_ABOUT THIS TASK_:
Print every line of the material exactly.

*****

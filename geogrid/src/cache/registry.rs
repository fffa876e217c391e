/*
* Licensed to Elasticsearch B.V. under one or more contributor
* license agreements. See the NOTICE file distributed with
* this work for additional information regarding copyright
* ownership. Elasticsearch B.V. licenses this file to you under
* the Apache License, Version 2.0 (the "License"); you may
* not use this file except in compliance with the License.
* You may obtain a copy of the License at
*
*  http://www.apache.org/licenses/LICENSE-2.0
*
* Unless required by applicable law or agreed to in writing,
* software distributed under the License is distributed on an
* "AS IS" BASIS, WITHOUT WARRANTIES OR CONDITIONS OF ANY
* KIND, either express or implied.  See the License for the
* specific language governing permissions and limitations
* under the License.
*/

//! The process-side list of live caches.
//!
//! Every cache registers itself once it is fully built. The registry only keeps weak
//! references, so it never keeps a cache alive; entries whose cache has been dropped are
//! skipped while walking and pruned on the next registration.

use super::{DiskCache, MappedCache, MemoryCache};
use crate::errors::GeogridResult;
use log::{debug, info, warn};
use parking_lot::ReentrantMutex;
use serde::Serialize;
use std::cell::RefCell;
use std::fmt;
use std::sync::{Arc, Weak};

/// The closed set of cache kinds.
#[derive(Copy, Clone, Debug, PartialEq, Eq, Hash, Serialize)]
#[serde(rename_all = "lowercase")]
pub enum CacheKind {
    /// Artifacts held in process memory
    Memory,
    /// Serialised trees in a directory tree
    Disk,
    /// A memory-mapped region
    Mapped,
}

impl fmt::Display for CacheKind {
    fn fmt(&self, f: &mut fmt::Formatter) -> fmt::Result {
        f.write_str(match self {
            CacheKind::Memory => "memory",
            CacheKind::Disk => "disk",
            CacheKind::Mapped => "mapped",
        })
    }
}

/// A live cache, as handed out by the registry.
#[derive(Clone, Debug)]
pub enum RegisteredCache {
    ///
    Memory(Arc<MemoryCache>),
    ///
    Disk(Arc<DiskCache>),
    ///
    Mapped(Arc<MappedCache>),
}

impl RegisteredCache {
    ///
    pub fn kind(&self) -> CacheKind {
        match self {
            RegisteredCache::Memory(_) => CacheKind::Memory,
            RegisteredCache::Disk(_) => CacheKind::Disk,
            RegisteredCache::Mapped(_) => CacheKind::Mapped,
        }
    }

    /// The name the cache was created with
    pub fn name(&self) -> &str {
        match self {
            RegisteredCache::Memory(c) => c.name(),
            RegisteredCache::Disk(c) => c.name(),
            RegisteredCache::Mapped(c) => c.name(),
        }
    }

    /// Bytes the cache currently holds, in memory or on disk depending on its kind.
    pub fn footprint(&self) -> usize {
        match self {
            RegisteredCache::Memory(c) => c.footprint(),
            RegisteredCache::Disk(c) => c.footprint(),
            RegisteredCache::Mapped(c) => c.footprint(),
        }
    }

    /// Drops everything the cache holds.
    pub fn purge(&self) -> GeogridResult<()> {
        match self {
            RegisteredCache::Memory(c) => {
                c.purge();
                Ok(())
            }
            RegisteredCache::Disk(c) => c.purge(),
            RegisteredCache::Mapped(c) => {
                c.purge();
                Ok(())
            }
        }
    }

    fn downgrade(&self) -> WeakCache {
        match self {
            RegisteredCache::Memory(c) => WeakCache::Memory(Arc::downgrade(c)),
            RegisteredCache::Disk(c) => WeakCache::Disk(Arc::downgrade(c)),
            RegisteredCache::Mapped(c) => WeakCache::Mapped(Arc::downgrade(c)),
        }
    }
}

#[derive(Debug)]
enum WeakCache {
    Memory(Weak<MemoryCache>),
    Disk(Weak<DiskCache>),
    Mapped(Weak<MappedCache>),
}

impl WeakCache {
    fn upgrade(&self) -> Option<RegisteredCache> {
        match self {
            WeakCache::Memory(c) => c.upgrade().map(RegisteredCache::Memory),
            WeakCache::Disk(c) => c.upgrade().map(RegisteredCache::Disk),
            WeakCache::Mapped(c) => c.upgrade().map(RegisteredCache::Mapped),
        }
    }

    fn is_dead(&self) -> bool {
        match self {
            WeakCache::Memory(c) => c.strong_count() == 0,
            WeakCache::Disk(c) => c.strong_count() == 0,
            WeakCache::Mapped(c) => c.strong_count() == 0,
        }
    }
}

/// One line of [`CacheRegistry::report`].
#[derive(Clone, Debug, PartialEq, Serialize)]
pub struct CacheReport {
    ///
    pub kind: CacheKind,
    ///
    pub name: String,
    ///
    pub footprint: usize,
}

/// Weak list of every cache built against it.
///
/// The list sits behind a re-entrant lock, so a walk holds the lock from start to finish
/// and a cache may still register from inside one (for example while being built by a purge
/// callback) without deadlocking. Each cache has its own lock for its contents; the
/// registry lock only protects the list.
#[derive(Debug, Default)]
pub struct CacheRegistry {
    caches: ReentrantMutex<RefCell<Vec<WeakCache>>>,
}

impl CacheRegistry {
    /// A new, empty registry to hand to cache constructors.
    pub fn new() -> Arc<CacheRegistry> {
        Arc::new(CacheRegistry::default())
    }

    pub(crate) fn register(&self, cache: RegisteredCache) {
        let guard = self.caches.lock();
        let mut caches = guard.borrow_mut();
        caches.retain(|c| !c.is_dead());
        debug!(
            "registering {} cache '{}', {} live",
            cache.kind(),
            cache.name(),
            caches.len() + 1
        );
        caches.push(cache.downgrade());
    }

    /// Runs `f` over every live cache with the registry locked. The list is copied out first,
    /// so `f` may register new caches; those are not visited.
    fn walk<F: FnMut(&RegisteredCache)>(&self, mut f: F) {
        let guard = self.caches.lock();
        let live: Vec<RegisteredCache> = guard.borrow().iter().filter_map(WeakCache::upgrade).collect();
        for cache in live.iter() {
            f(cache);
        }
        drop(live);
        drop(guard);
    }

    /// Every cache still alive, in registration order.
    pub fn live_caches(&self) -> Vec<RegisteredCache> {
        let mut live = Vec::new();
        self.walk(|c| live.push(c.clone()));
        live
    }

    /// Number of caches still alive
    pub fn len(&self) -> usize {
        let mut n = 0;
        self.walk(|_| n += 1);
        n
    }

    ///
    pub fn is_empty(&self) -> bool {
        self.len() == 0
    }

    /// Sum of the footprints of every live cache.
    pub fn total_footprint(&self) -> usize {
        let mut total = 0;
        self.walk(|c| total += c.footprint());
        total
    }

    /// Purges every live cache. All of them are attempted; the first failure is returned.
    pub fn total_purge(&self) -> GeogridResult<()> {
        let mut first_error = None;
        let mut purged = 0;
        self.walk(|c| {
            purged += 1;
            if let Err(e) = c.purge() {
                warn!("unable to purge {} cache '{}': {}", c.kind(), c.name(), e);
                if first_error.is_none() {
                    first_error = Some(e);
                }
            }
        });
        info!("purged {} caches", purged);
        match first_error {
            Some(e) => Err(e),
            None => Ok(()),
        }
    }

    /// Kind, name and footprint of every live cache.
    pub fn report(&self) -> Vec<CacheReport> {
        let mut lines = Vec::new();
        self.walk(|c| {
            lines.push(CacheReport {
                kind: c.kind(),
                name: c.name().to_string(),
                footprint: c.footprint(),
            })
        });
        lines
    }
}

*****

_RESPONSE TO THIS EXERCISE_:
filename geogrid/src/cache/registry.rs
repository fffa876e217c391e
/*
* Licensed to Elasticsearch B.V. under one or more contributor
* license agreements. See the NOTICE file distributed with
* this work for additional information regarding copyright
* ownership. Elasticsearch B.V. licenses this file to you under
* the Apache License, Version 2.0 (the "License"); you may
* not use this file except in compliance with the License.
* You may obtain a copy of the License at
*
*  http://www.apache.org/licenses/LICENSE-2.0
*
* Unless required by applicable law or agreed to in writing,
* software distributed under the License is distributed on an
* "AS IS" BASIS, WITHOUT WARRANTIES OR CONDITIONS OF ANY
* KIND, either express or implied.  See the License for the
* specific language governing permissions and limitations
* under the License.
*/

//! The process-side list of live caches.
//!
//! Every cache registers itself once it is fully built. The registry only keeps weak
//! references, so it never keeps a cache alive; entries whose cache has been dropped are
//! skipped while walking and pruned on the next registration.

use super::{DiskCache, MappedCache, MemoryCache};
use crate::errors::GeogridResult;
use log::{debug, info, warn};
use parking_lot::ReentrantMutex;
use serde::Serialize;
use std::cell::RefCell;
use std::fmt;
use std::sync::{Arc, Weak};

/// The closed set of cache kinds.
#[derive(Copy, Clone, Debug, PartialEq, Eq, Hash, Serialize)]
#[serde(rename_all = "lowercase")]
pub enum CacheKind {
    /// Artifacts held in process memory
    Memory,
    /// Serialised trees in a directory tree
    Disk,
    /// A memory-mapped region
    Mapped,
}

impl fmt::Display for CacheKind {
    fn fmt(&self, f: &mut fmt::Formatter) -> fmt::Result {
        f.write_str(match self {
            CacheKind::Memory => "memory",
            CacheKind::Disk => "disk",
            CacheKind::Mapped => "mapped",
        })
    }
}

/// A live cache, as handed out by the registry.
#[derive(Clone, Debug)]
pub enum RegisteredCache {
    ///
    Memory(Arc<MemoryCache>),
    ///
    Disk(Arc<DiskCache>),
    ///
    Mapped(Arc<MappedCache>),
}

impl RegisteredCache {
    ///
    pub fn kind(&self) -> CacheKind {
        match self {
            RegisteredCache::Memory(_) => CacheKind::Memory,
            RegisteredCache::Disk(_) => CacheKind::Disk,
            RegisteredCache::Mapped(_) => CacheKind::Mapped,
        }
    }

    /// The name the cache was created with
    pub fn name(&self) -> &str {
        match self {
            RegisteredCache::Memory(c) => c.name(),
            RegisteredCache::Disk(c) => c.name(),
            RegisteredCache::Mapped(c) => c.name(),
        }
    }

    /// Bytes the cache currently holds, in memory or on disk depending on its kind.
    pub fn footprint(&self) -> usize {
        match self {
            RegisteredCache::Memory(c) => c.footprint(),
            RegisteredCache::Disk(c) => c.footprint(),
            RegisteredCache::Mapped(c) => c.footprint(),
        }
    }

    /// Drops everything the cache holds.
    pub fn purge(&self) -> GeogridResult<()> {
        match self {
            RegisteredCache::Memory(c) => {
                c.purge();
                Ok(())
            }
            RegisteredCache::Disk(c) => c.purge(),
            RegisteredCache::Mapped(c) => {
                c.purge();
                Ok(())
            }
        }
    }

    fn downgrade(&self) -> WeakCache {
        match self {
            RegisteredCache::Memory(c) => WeakCache::Memory(Arc::downgrade(c)),
            RegisteredCache::Disk(c) => WeakCache::Disk(Arc::downgrade(c)),
            RegisteredCache::Mapped(c) => WeakCache::Mapped(Arc::downgrade(c)),
        }
    }
}

#[derive(Debug)]
enum WeakCache {
    Memory(Weak<MemoryCache>),
    Disk(Weak<DiskCache>),
    Mapped(Weak<MappedCache>),
}

impl WeakCache {
    fn upgrade(&self) -> Option<RegisteredCache> {
        match self {
            WeakCache::Memory(c) => c.upgrade().map(RegisteredCache::Memory),
            WeakCache::Disk(c) => c.upgrade().map(RegisteredCache::Disk),
            WeakCache::Mapped(c) => c.upgrade().map(RegisteredCache::Mapped),
        }
    }

    fn is_dead(&self) -> bool {
        match self {
            WeakCache::Memory(c) => c.strong_count() == 0,
            WeakCache::Disk(c) => c.strong_count() == 0,
            WeakCache::Mapped(c) => c.strong_count() == 0,
        }
    }
}

/// One line of [`CacheRegistry::report`].
#[derive(Clone, Debug, PartialEq, Serialize)]
pub struct CacheReport {
    ///
    pub kind: CacheKind,
    ///
    pub name: String,
    ///
    pub footprint: usize,
}

/// Weak list of every cache built against it.
///
/// The list sits behind a re-entrant lock, so a walk holds the lock from start to finish
/// and a cache may still register from inside one (for example while being built by a purge
/// callback) without deadlocking. Each cache has its own lock for its contents; the
/// registry lock only protects the list.
#[derive(Debug, Default)]
pub struct CacheRegistry {
    caches: ReentrantMutex<RefCell<Vec<WeakCache>>>,
}

impl CacheRegistry {
    /// A new, empty registry to hand to cache constructors.
    pub fn new() -> Arc<CacheRegistry> {
        Arc::new(CacheRegistry::default())
    }

    pub(crate) fn register(&self, cache: RegisteredCache) {
        let guard = self.caches.lock();
        let mut caches = guard.borrow_mut();
        caches.retain(|c| !c.is_dead());
        debug!(
            "registering {} cache '{}', {} live",
            cache.kind(),
            cache.name(),
            caches.len() + 1
        );
        caches.push(cache.downgrade());
    }

    /// Runs `f` over every live cache with the registry locked. The list is copied out first,
    /// so `f` may register new caches; those are not visited.
    fn walk<F: FnMut(&RegisteredCache)>(&self, mut f: F) {
        let guard = self.caches.lock();
        let live: Vec<RegisteredCache> = guard.borrow().iter().filter_map(WeakCache::upgrade).collect();
        for cache in live.iter() {
            f(cache);
        }
        drop(live);
        drop(guard);
    }

    /// Every cache still alive, in registration order.
    pub fn live_caches(&self) -> Vec<RegisteredCache> {
        let mut live = Vec::new();
        self.walk(|c| live.push(c.clone()));
        live
    }

    /// Number of caches still alive
    pub fn len(&self) -> usize {
        let mut n = 0;
        self.walk(|_| n += 1);
        n
    }

    ///
    pub fn is_empty(&self) -> bool {
        self.len() == 0
    }

    /// Sum of the footprints of every live cache.
    pub fn total_footprint(&self) -> usize {
        let mut total = 0;
        self.walk(|c| total += c.footprint());
        total
    }

    /// Purges every live cache. All of them are attempted; the first failure is returned.
    pub fn total_purge(&self) -> GeogridResult<()> {
        let mut first_error = None;
        let mut purged = 0;
        self.walk(|c| {
            purged += 1;
            if let Err(e) = c.purge() {
                warn!("unable to purge {} cache '{}': {}", c.kind(), c.name(), e);
                if first_error.is_none() {
                    first_error = Some(e);
                }
            }
        });
        info!("purged {} caches", purged);
        match first_error {
            Some(e) => Err(e),
            None => Ok(()),
        }
    }

    /// Kind, name and footprint of every live cache.
    pub fn report(&self) -> Vec<CacheReport> {
        let mut lines = Vec::new();
        self.walk(|c| {
            lines.push(CacheReport {
                kind: c.kind(),
                name: c.name().to_string(),
                footprint: c.footprint(),
            })
        });
        lines
    }
}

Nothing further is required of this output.